→ WHAT YOU HAVE TO DO: Your response should match the records line for line.

*** THE DATA ***

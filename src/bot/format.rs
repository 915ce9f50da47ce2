//! Reply formatting: timecodes, HTML replies and the Telegraph page body
//! for video summaries.

use serde_json::json;

use crate::summarize::{Keypoint, Thesis};
use crate::telegraph::{Node, youtube_player_node};

/// Escape the three characters Telegram's HTML parse mode reserves.
#[must_use]
pub fn escape_html(text: &str) -> String {
    text.replace('&', "&amp;")
        .replace('<', "&lt;")
        .replace('>', "&gt;")
}

/// Render a start offset in seconds as `MM:SS`, or `HH:MM:SS` once the
/// hours are nonzero. Components are zero-padded.
#[must_use]
pub fn format_timecode(total_seconds: f64) -> String {
    let total = total_seconds.max(0.0) as u64;
    let seconds = total % 60;
    let minutes = (total / 60) % 60;
    let hours = total / 3600;

    if hours == 0 {
        format!("{:02}:{:02}", minutes, seconds)
    } else {
        format!("{:02}:{:02}:{:02}", hours, minutes, seconds)
    }
}

fn thesis_lines(thesis: &[Thesis]) -> String {
    thesis
        .iter()
        .map(|t| format!("— {}", escape_html(&t.content)))
        .collect::<Vec<_>>()
        .join("\n")
}

/// Build the Telegraph page body for a video summary: the embedded player
/// followed by one section per keypoint. When the video id is known every
/// keypoint heading links to the video at its start offset; without an id
/// the headings are plain text.
#[must_use]
pub fn video_page_content(
    input_url: &str,
    video_id: Option<&str>,
    keypoints: &[Keypoint],
) -> Vec<Node> {
    let mut content = vec![youtube_player_node(input_url, "")];

    for keypoint in keypoints {
        let timecode = format_timecode(keypoint.start_time);
        let heading_children = match video_id {
            Some(id) => vec![
                Node::element(
                    "a",
                    Some(json!({
                        "href": format!(
                            "https://youtu.be/{}?t={}",
                            id,
                            keypoint.start_time as u64
                        ),
                        "target": "_blank"
                    })),
                    vec![Node::text(timecode)],
                ),
                Node::text(format!(" {}", keypoint.content)),
            ],
            None => vec![Node::text(format!("{} {}", timecode, keypoint.content))],
        };

        let theses = keypoint
            .theses
            .iter()
            .map(|t| Node::element("li", None, vec![Node::text(t.content.as_str())]))
            .collect();

        content.push(Node::element(
            "div",
            None,
            vec![
                Node::element("h4", None, heading_children),
                Node::element("ul", None, theses),
            ],
        ));
    }

    content
}

/// Reply for a video summary: the published page as a bold link, then the
/// short video URL (falls back to the original input when the id could not
/// be extracted).
#[must_use]
pub fn video_reply(page_url: &str, title: &str, input_url: &str, video_id: Option<&str>) -> String {
    let video_link = match video_id {
        Some(id) => format!("https://youtu.be/{}", id),
        None => input_url.to_string(),
    };

    format!(
        "<b><a href=\"{}\">{}</a></b>\n\n{}",
        page_url,
        escape_html(title),
        video_link
    )
}

/// Reply for an article summary: bold title, thesis lines, source URL.
#[must_use]
pub fn article_reply(title: &str, thesis: &[Thesis], source_url: &str) -> String {
    format!(
        "<b>{}</b>\n\n{}\n\n{}",
        escape_html(title),
        thesis_lines(thesis),
        source_url
    )
}

/// Reply for a plain-text summary: thesis lines, plus a link back to the
/// channel post when the message was forwarded from a public channel.
#[must_use]
pub fn text_reply(thesis: &[Thesis], forwarded_from: Option<(&str, i64)>) -> String {
    let mut reply = thesis_lines(thesis);

    if let Some((username, message_id)) = forwarded_from {
        reply.push_str(&format!("\n\nhttps://t.me/{}/{}", username, message_id));
    }

    reply
}
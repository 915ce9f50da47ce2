//! Input classification: decide whether a message should be submitted as a
//! video link, an article link or plain text, and best-effort extraction of
//! a YouTube video id for timestamp deep links.

use regex::Regex;
use url::Url;

/// Which content field of the job request to populate.
#[derive(Debug, Clone, Copy, PartialEq, Eq)]
pub enum InputKind {
    Video,
    Article,
    Text,
}

// Matches youtube.com / youtu.be / m.youtube.com links, scheme optional.
static YOUTUBE_URL_RE: std::sync::LazyLock<Regex> = std::sync::LazyLock::new(|| {
    Regex::new(r"(?i)^(https?://)?(www\.|m\.)?youtu(\.be|be\.\w{2,3})+/")
        .expect("youtube url regex compiles")
});

// Recognizes the id across watch?v=, v/, vi/, u/<c>/, embed/, shorts/,
// live/, a bare youtu.be/<id>, and v=/vi= appended after an ampersand.
static YOUTUBE_ID_RE: std::sync::LazyLock<Regex> = std::sync::LazyLock::new(|| {
    Regex::new(
        r"(?i)^.*(?:(?:youtu\.be/|v/|vi/|u/\w/|embed/|shorts/|live/)|(?:(?:watch)?\?v(?:i)?=|&v(?:i)?=))([^#&?]*).*",
    )
    .expect("youtube id regex compiles")
});

fn is_youtube_url(link: &str) -> bool {
    YOUTUBE_URL_RE.is_match(link)
}

fn is_valid_http_url(text: &str) -> bool {
    match Url::parse(text) {
        Ok(url) => matches!(url.scheme(), "http" | "https"),
        Err(_) => false,
    }
}

/// Classify raw user input. Pure and total: malformed URLs, non-http
/// schemes and plain prose all fall through to `Text`.
#[must_use]
pub fn classify(text: &str) -> InputKind {
    if is_youtube_url(text) {
        InputKind::Video
    } else if is_valid_http_url(text) {
        InputKind::Article
    } else {
        InputKind::Text
    }
}

/// Extract the YouTube video id from a link, if the link is a YouTube URL
/// and the candidate has one of YouTube's two historical id lengths (11 or
/// 12 characters). Anything else is `None`, not an error - callers omit
/// timestamp links when the id is missing.
#[must_use]
pub fn extract_video_id(link: &str) -> Option<String> {
    if !is_youtube_url(link) {
        return None;
    }

    let candidate = YOUTUBE_ID_RE
        .captures(link)
        .and_then(|caps| caps.get(1))
        .map(|m| m.as_str().trim())?;

    if candidate.len() == 11 || candidate.len() == 12 {
        Some(candidate.to_string())
    } else {
        None
    }
}

#[cfg(test)]
mod tests {
    use super::*;

    #[test]
    fn classifies_youtube_links_as_video() {
        assert_eq!(classify("https://youtu.be/KxHihZx7qEE"), InputKind::Video);
        assert_eq!(
            classify("https://m.youtube.com/watch?v=KxHihZx7qEE"),
            InputKind::Video
        );
        assert_eq!(classify("youtube.com/shorts/KxHihZx7qEE"), InputKind::Video);
    }

    #[test]
    fn classifies_other_http_urls_as_article() {
        assert_eq!(classify("https://example.com/post/1"), InputKind::Article);
        assert_eq!(classify("http://example.com"), InputKind::Article);
    }

    #[test]
    fn everything_else_is_text() {
        assert_eq!(classify("just some prose"), InputKind::Text);
        assert_eq!(classify("ftp://example.com/file"), InputKind::Text);
        assert_eq!(classify("example.com/no-scheme"), InputKind::Text);
    }

    #[test]
    fn extracts_id_from_short_link() {
        assert_eq!(
            extract_video_id("https://youtu.be/KxHihZx7qEE"),
            Some("KxHihZx7qEE".to_string())
        );
    }

    #[test]
    fn rejects_ids_of_unexpected_length() {
        assert_eq!(extract_video_id("https://youtu.be/shortid9"), None);
    }
}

*** End of THE DATA ***

→ RESPONSE AREA:
filename src/bot/format.rs
repository 915ce9f50da47ce2
//! Reply formatting: timecodes, HTML replies and the Telegraph page body
//! for video summaries.

use serde_json::json;

use crate::summarize::{Keypoint, Thesis};
use crate::telegraph::{Node, youtube_player_node};

/// Escape the three characters Telegram's HTML parse mode reserves.
#[must_use]
pub fn escape_html(text: &str) -> String {
    text.replace('&', "&amp;")
        .replace('<', "&lt;")
        .replace('>', "&gt;")
}

/// Render a start offset in seconds as `MM:SS`, or `HH:MM:SS` once the
/// hours are nonzero. Components are zero-padded.
#[must_use]
pub fn format_timecode(total_seconds: f64) -> String {
    let total = total_seconds.max(0.0) as u64;
    let seconds = total % 60;
    let minutes = (total / 60) % 60;
    let hours = total / 3600;

    if hours == 0 {
        format!("{:02}:{:02}", minutes, seconds)
    } else {
        format!("{:02}:{:02}:{:02}", hours, minutes, seconds)
    }
}

fn thesis_lines(thesis: &[Thesis]) -> String {
    thesis
        .iter()
        .map(|t| format!("— {}", escape_html(&t.content)))
        .collect::<Vec<_>>()
        .join("\n")
}

/// Build the Telegraph page body for a video summary: the embedded player
/// followed by one section per keypoint. When the video id is known every
/// keypoint heading links to the video at its start offset; without an id
/// the headings are plain text.
#[must_use]
pub fn video_page_content(
    input_url: &str,
    video_id: Option<&str>,
    keypoints: &[Keypoint],
) -> Vec<Node> {
    let mut content = vec![youtube_player_node(input_url, "")];

    for keypoint in keypoints {
        let timecode = format_timecode(keypoint.start_time);
        let heading_children = match video_id {
            Some(id) => vec![
                Node::element(
                    "a",
                    Some(json!({
                        "href": format!(
                            "https://youtu.be/{}?t={}",
                            id,
                            keypoint.start_time as u64
                        ),
                        "target": "_blank"
                    })),
                    vec![Node::text(timecode)],
                ),
                Node::text(format!(" {}", keypoint.content)),
            ],
            None => vec![Node::text(format!("{} {}", timecode, keypoint.content))],
        };

        let theses = keypoint
            .theses
            .iter()
            .map(|t| Node::element("li", None, vec![Node::text(t.content.as_str())]))
            .collect();

        content.push(Node::element(
            "div",
            None,
            vec![
                Node::element("h4", None, heading_children),
                Node::element("ul", None, theses),
            ],
        ));
    }

    content
}

/// Reply for a video summary: the published page as a bold link, then the
/// short video URL (falls back to the original input when the id could not
/// be extracted).
#[must_use]
pub fn video_reply(page_url: &str, title: &str, input_url: &str, video_id: Option<&str>) -> String {
    let video_link = match video_id {
        Some(id) => format!("https://youtu.be/{}", id),
        None => input_url.to_string(),
    };

    format!(
        "<b><a href=\"{}\">{}</a></b>\n\n{}",
        page_url,
        escape_html(title),
        video_link
    )
}

/// Reply for an article summary: bold title, thesis lines, source URL.
#[must_use]
pub fn article_reply(title: &str, thesis: &[Thesis], source_url: &str) -> String {
    format!(
        "<b>{}</b>\n\n{}\n\n{}",
        escape_html(title),
        thesis_lines(thesis),
        source_url
    )
}

/// Reply for a plain-text summary: thesis lines, plus a link back to the
/// channel post when the message was forwarded from a public channel.
#[must_use]
pub fn text_reply(thesis: &[Thesis], forwarded_from: Option<(&str, i64)>) -> String {
    let mut reply = thesis_lines(thesis);

    if let Some((username, message_id)) = forwarded_from {
        reply.push_str(&format!("\n\nhttps://t.me/{}/{}", username, message_id));
    }

    reply
}
repository 915ce9f50da47ce2
//! Input classification: decide whether a message should be submitted as a
//! video link, an article link or plain text, and best-effort extraction of
//! a YouTube video id for timestamp deep links.

use regex::Regex;
use url::Url;

/// Which content field of the job request to populate.
#[derive(Debug, Clone, Copy, PartialEq, Eq)]
pub enum InputKind {
    Video,
    Article,
    Text,
}

// Matches youtube.com / youtu.be / m.youtube.com links, scheme optional.
static YOUTUBE_URL_RE: std::sync::LazyLock<Regex> = std::sync::LazyLock::new(|| {
    Regex::new(r"(?i)^(https?://)?(www\.|m\.)?youtu(\.be|be\.\w{2,3})+/")
        .expect("youtube url regex compiles")
});

// Recognizes the id across watch?v=, v/, vi/, u/<c>/, embed/, shorts/,
// live/, a bare youtu.be/<id>, and v=/vi= appended after an ampersand.
static YOUTUBE_ID_RE: std::sync::LazyLock<Regex> = std::sync::LazyLock::new(|| {
    Regex::new(
        r"(?i)^.*(?:(?:youtu\.be/|v/|vi/|u/\w/|embed/|shorts/|live/)|(?:(?:watch)?\?v(?:i)?=|&v(?:i)?=))([^#&?]*).*",
    )
    .expect("youtube id regex compiles")
});

fn is_youtube_url(link: &str) -> bool {
    YOUTUBE_URL_RE.is_match(link)
}

fn is_valid_http_url(text: &str) -> bool {
    match Url::parse(text) {
        Ok(url) => matches!(url.scheme(), "http" | "https"),
        Err(_) => false,
    }
}

/// Classify raw user input. Pure and total: malformed URLs, non-http
/// schemes and plain prose all fall through to `Text`.
#[must_use]
pub fn classify(text: &str) -> InputKind {
    if is_youtube_url(text) {
        InputKind::Video
    } else if is_valid_http_url(text) {
        InputKind::Article
    } else {
        InputKind::Text
    }
}

/// Extract the YouTube video id from a link, if the link is a YouTube URL
/// and the candidate has one of YouTube's two historical id lengths (11 or
/// 12 characters). Anything else is `None`, not an error - callers omit
/// timestamp links when the id is missing.
#[must_use]
pub fn extract_video_id(link: &str) -> Option<String> {
    if !is_youtube_url(link) {
        return None;
    }

    let candidate = YOUTUBE_ID_RE
        .captures(link)
        .and_then(|caps| caps.get(1))
        .map(|m| m.as_str().trim())?;

    if candidate.len() == 11 || candidate.len() == 12 {
        Some(candidate.to_string())
    } else {
        None
    }
}

#[cfg(test)]
mod tests {
    use super::*;

    #[test]
    fn classifies_youtube_links_as_video() {
        assert_eq!(classify("https://youtu.be/KxHihZx7qEE"), InputKind::Video);
        assert_eq!(
            classify("https://m.youtube.com/watch?v=KxHihZx7qEE"),
            InputKind::Video
        );
        assert_eq!(classify("youtube.com/shorts/KxHihZx7qEE"), InputKind::Video);
    }

    #[test]
    fn classifies_other_http_urls_as_article() {
        assert_eq!(classify("https://example.com/post/1"), InputKind::Article);
        assert_eq!(classify("http://example.com"), InputKind::Article);
    }

    #[test]
    fn everything_else_is_text() {
        assert_eq!(classify("just some prose"), InputKind::Text);
        assert_eq!(classify("ftp://example.com/file"), InputKind::Text);
        assert_eq!(classify("example.com/no-scheme"), InputKind::Text);
    }

    #[test]
    fn extracts_id_from_short_link() {
        assert_eq!(
            extract_video_id("https://youtu.be/KxHihZx7qEE"),
            Some("KxHihZx7qEE".to_string())
        );
    }

    #[test]
    fn rejects_ids_of_unexpected_length() {
        assert_eq!(extract_video_id("https://youtu.be/shortid9"), None);
    }
}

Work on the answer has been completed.